• [ASSIGNMENT]: Could you set down exactly the lines in the records below between the line holding "upstream call failures" and the line holding "is your favorite", inclusive?
═══ AVAILABLE DATA
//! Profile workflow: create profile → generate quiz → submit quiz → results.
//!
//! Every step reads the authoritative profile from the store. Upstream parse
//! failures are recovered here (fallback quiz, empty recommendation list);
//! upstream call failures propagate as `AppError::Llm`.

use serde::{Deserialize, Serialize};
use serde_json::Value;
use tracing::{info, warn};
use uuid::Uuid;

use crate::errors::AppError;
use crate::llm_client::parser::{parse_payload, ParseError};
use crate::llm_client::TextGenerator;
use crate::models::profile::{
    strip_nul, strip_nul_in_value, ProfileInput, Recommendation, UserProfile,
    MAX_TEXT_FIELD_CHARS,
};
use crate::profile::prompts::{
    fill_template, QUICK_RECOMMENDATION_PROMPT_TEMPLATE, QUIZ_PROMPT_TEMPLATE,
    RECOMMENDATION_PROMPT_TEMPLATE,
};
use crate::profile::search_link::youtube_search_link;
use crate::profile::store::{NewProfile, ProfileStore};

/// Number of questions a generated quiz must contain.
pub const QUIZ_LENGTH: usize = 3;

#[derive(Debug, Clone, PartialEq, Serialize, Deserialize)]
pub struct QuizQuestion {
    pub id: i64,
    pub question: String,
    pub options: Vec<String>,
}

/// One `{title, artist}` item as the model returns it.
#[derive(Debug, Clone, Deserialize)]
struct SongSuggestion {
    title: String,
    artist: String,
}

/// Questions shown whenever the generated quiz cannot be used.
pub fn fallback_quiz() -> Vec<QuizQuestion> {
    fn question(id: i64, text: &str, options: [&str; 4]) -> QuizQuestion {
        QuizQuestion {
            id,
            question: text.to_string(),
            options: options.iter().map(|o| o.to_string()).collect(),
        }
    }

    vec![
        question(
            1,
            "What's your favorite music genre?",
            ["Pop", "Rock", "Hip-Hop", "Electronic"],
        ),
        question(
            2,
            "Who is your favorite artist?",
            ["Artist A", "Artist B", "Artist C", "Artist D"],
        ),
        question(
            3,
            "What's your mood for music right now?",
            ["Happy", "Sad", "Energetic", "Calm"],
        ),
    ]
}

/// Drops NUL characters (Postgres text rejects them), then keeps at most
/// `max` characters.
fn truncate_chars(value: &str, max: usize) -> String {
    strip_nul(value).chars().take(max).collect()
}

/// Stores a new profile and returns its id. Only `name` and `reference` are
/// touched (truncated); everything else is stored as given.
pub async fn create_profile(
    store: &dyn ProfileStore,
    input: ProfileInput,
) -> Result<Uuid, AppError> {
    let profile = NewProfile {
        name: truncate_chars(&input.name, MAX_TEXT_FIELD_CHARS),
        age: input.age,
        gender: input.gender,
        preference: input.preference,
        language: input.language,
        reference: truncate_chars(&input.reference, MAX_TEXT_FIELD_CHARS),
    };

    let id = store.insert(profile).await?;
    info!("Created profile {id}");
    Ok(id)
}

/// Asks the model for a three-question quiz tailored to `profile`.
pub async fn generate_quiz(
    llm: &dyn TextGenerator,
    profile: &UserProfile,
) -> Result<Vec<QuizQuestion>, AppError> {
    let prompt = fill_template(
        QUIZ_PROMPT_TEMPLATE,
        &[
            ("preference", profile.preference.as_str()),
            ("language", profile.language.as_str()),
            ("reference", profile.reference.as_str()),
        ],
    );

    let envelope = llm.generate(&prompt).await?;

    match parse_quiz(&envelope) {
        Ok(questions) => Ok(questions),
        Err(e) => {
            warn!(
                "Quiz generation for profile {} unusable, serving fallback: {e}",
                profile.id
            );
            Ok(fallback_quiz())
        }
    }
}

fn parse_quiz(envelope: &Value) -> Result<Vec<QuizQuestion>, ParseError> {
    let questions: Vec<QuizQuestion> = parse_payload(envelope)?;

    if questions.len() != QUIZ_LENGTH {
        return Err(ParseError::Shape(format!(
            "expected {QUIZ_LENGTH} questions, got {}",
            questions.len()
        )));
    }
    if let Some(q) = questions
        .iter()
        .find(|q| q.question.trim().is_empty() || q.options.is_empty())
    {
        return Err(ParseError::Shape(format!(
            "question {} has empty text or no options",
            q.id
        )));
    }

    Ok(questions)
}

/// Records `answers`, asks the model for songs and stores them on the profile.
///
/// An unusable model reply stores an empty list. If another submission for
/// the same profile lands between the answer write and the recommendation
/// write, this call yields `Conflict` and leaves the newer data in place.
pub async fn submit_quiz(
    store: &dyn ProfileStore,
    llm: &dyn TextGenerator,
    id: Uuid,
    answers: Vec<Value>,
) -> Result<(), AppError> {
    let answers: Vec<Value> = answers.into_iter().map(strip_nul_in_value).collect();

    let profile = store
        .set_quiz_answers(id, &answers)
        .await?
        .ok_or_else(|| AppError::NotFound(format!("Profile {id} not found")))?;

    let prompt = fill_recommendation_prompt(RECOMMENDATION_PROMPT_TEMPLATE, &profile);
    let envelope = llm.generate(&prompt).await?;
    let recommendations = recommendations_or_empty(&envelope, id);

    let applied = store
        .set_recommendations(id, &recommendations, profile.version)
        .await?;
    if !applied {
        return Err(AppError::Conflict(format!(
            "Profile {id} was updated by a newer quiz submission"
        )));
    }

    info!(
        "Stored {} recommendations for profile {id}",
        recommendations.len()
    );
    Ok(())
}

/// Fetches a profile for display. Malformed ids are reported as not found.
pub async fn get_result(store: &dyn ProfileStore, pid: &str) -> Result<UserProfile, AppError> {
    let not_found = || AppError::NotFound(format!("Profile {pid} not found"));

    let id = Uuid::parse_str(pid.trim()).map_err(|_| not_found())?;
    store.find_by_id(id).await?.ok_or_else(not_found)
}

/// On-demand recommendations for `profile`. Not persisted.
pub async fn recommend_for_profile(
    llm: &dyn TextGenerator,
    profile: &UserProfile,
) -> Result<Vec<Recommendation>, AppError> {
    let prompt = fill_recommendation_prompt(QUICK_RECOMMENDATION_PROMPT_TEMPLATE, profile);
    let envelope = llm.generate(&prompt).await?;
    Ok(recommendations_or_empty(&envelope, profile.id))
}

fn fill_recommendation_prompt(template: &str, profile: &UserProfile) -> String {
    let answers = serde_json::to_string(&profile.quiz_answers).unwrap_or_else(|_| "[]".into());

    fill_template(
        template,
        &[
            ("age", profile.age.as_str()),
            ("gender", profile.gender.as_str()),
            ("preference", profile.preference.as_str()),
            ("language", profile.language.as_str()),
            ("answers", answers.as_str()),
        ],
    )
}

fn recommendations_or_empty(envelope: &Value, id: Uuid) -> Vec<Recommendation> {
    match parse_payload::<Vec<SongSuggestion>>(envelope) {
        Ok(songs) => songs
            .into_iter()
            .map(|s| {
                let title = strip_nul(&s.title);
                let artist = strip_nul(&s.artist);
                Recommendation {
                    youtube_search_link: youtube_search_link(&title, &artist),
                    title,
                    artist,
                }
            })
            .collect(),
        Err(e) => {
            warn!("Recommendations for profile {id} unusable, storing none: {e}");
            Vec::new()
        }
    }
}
══════
═══ AVAILABLE DATA
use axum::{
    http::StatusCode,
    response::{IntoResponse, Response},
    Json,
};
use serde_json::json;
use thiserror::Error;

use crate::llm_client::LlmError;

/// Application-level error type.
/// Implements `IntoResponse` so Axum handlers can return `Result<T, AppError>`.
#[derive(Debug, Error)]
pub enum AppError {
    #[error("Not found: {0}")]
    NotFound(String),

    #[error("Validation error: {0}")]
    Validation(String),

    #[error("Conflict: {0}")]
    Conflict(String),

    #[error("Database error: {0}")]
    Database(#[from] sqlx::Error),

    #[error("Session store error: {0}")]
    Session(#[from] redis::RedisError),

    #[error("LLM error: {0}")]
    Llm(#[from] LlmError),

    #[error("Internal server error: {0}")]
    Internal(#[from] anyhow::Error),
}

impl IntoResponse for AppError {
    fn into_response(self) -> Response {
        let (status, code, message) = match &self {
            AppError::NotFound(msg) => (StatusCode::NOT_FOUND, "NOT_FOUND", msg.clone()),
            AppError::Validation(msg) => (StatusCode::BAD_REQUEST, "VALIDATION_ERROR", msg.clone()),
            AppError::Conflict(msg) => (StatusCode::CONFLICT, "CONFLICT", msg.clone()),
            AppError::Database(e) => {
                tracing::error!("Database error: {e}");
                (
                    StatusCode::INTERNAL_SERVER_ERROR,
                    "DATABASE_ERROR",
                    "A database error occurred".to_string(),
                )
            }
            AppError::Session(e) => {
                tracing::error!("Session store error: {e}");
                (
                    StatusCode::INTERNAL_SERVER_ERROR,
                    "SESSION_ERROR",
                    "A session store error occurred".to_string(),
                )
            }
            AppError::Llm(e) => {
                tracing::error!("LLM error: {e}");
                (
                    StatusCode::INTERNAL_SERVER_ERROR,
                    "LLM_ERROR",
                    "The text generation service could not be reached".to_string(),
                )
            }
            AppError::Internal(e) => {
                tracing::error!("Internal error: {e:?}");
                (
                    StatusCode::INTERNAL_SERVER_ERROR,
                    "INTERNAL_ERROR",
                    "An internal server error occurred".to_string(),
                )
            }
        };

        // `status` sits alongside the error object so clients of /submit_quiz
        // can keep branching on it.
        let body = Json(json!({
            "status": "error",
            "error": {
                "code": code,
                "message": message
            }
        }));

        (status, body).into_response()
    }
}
══════
• [ANSWER FOR THIS EXERCISE]:
//! upstream call failures propagate as `AppError::Llm`.

use serde::{Deserialize, Serialize};
use serde_json::Value;
use tracing::{info, warn};
use uuid::Uuid;

use crate::errors::AppError;
use crate::llm_client::parser::{parse_payload, ParseError};
use crate::llm_client::TextGenerator;
use crate::models::profile::{
    strip_nul, strip_nul_in_value, ProfileInput, Recommendation, UserProfile,
    MAX_TEXT_FIELD_CHARS,
};
use crate::profile::prompts::{
    fill_template, QUICK_RECOMMENDATION_PROMPT_TEMPLATE, QUIZ_PROMPT_TEMPLATE,
    RECOMMENDATION_PROMPT_TEMPLATE,
};
use crate::profile::search_link::youtube_search_link;
use crate::profile::store::{NewProfile, ProfileStore};

/// Number of questions a generated quiz must contain.
pub const QUIZ_LENGTH: usize = 3;

#[derive(Debug, Clone, PartialEq, Serialize, Deserialize)]
pub struct QuizQuestion {
    pub id: i64,
    pub question: String,
    pub options: Vec<String>,
}

/// One `{title, artist}` item as the model returns it.
#[derive(Debug, Clone, Deserialize)]
struct SongSuggestion {
    title: String,
    artist: String,
}

/// Questions shown whenever the generated quiz cannot be used.
pub fn fallback_quiz() -> Vec<QuizQuestion> {
    fn question(id: i64, text: &str, options: [&str; 4]) -> QuizQuestion {
        QuizQuestion {
            id,
            question: text.to_string(),
            options: options.iter().map(|o| o.to_string()).collect(),
        }
    }

    vec![
        question(
            1,
            "What's your favorite music genre?",
            ["Pop", "Rock", "Hip-Hop", "Electronic"],
        ),
        question(
            2,
            "Who is your favorite artist?",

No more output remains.